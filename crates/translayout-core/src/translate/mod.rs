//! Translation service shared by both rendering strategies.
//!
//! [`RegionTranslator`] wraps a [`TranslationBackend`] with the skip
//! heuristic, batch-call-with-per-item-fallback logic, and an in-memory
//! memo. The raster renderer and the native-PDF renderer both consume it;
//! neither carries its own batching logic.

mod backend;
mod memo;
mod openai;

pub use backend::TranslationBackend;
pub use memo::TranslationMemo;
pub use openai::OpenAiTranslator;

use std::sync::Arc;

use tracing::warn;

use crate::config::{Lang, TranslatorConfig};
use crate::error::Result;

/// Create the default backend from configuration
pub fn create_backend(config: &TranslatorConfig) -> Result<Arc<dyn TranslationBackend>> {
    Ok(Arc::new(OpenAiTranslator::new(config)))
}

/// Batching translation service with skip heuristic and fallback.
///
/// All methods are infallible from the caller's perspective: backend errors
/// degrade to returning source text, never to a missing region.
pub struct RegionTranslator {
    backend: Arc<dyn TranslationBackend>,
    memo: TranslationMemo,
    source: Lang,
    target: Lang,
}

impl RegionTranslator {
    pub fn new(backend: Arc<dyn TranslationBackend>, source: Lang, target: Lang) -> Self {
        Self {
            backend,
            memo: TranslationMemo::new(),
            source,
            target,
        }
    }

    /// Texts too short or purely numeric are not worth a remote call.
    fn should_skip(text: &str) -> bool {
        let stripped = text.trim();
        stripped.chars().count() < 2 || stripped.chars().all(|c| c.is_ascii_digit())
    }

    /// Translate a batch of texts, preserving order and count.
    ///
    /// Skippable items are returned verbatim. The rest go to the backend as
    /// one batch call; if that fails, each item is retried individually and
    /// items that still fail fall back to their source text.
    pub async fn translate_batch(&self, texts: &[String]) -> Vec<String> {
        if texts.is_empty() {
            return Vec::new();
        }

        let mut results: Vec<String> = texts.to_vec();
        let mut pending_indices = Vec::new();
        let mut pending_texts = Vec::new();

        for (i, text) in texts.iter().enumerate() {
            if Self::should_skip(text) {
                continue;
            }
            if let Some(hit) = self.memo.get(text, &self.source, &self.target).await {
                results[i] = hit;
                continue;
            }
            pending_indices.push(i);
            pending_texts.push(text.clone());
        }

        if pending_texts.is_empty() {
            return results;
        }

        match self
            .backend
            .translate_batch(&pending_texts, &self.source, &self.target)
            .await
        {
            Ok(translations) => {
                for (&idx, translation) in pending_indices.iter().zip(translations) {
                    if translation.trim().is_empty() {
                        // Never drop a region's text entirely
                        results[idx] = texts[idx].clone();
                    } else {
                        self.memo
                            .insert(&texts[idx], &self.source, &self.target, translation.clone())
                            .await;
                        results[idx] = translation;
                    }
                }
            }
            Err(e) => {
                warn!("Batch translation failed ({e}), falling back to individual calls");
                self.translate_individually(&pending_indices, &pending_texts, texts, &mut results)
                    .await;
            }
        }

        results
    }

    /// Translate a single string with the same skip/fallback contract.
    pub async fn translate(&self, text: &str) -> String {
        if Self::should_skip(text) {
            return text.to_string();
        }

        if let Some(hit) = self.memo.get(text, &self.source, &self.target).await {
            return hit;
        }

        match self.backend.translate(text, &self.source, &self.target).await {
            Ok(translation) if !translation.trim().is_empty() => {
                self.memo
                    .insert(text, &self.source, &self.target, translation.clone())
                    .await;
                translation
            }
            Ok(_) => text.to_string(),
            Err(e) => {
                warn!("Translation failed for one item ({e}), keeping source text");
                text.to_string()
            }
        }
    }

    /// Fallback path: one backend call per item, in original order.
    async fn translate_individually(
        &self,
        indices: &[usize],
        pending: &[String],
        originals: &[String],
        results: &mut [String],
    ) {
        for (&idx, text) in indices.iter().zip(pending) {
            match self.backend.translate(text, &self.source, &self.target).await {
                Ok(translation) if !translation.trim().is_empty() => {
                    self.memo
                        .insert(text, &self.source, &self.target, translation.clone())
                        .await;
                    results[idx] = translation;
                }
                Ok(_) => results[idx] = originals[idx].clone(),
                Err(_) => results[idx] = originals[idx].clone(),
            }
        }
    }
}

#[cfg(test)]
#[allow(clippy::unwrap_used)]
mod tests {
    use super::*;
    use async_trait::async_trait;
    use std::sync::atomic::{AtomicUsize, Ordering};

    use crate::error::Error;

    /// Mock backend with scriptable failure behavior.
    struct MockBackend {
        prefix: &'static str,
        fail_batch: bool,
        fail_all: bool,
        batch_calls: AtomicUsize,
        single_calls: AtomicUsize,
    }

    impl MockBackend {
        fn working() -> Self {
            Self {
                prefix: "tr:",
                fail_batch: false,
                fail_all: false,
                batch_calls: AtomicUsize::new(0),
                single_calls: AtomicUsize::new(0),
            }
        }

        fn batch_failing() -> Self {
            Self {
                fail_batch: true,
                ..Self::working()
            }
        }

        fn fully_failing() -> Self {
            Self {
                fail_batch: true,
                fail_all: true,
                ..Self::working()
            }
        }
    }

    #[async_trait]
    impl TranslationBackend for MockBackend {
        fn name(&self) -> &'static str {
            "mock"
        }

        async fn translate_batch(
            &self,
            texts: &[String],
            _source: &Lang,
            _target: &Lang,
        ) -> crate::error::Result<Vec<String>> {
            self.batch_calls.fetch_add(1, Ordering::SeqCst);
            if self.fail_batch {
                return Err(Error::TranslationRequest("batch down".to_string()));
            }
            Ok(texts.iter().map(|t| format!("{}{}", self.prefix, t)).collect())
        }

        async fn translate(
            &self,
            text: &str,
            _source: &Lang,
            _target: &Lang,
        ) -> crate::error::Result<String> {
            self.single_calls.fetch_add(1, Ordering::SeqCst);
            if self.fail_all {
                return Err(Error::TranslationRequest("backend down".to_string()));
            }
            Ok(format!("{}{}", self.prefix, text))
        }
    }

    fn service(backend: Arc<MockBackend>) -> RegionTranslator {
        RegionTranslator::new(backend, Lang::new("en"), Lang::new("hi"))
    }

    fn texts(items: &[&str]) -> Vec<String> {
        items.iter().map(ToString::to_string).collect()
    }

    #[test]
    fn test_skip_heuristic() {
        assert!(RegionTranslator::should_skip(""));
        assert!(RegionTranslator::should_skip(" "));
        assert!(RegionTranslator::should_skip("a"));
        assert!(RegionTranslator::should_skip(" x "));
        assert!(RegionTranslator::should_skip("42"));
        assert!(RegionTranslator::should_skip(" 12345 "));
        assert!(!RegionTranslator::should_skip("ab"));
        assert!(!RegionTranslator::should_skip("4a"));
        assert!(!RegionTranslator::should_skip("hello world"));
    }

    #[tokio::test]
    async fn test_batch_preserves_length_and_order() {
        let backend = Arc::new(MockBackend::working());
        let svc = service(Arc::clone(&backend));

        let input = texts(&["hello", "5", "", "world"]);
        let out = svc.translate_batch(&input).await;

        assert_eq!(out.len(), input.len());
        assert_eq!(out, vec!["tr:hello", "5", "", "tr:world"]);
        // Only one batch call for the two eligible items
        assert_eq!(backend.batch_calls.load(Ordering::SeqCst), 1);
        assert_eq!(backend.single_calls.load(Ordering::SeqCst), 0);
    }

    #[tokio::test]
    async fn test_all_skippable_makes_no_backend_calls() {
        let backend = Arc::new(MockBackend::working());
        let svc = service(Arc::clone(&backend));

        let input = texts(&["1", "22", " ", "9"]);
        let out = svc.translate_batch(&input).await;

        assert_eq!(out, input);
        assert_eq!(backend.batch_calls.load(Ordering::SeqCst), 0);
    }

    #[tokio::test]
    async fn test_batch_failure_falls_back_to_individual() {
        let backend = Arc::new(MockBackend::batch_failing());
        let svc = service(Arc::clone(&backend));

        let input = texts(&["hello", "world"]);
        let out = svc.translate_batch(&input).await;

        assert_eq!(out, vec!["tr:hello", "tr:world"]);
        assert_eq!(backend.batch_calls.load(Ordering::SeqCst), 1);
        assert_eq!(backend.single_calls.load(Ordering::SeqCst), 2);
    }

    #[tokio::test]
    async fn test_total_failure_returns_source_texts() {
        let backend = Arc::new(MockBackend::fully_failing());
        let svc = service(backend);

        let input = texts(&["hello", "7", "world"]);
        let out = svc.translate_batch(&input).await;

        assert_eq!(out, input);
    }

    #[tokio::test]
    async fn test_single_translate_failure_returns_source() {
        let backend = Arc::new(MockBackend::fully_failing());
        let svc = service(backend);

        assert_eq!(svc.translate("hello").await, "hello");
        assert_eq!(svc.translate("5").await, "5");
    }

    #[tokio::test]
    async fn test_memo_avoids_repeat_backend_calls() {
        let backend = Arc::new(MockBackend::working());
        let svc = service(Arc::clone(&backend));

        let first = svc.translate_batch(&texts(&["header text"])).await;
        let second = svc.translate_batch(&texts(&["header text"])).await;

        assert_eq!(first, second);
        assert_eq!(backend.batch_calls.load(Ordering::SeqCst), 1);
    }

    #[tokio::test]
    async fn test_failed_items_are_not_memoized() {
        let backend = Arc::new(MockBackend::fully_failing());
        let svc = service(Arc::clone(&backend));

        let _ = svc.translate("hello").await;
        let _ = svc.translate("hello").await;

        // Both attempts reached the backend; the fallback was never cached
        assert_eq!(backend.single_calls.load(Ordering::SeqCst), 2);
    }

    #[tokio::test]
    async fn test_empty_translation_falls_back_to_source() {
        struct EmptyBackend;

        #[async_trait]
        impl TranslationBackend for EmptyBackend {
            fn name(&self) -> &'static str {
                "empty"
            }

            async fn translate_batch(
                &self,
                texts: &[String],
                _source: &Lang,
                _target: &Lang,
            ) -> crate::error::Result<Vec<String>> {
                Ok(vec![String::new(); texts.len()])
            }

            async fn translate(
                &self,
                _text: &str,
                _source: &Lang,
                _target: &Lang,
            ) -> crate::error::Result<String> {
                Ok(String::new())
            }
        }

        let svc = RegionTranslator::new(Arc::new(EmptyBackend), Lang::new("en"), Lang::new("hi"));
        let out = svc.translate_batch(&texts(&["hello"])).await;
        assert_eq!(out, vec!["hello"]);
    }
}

= EXERCISE REQUIREMENTS =
Go through the listing above and find each line that contains "impl", then copy it.

= FINISHED TASK =
impl RegionTranslator {
    impl MockBackend {
    impl TranslationBackend for MockBackend {
        impl TranslationBackend for EmptyBackend {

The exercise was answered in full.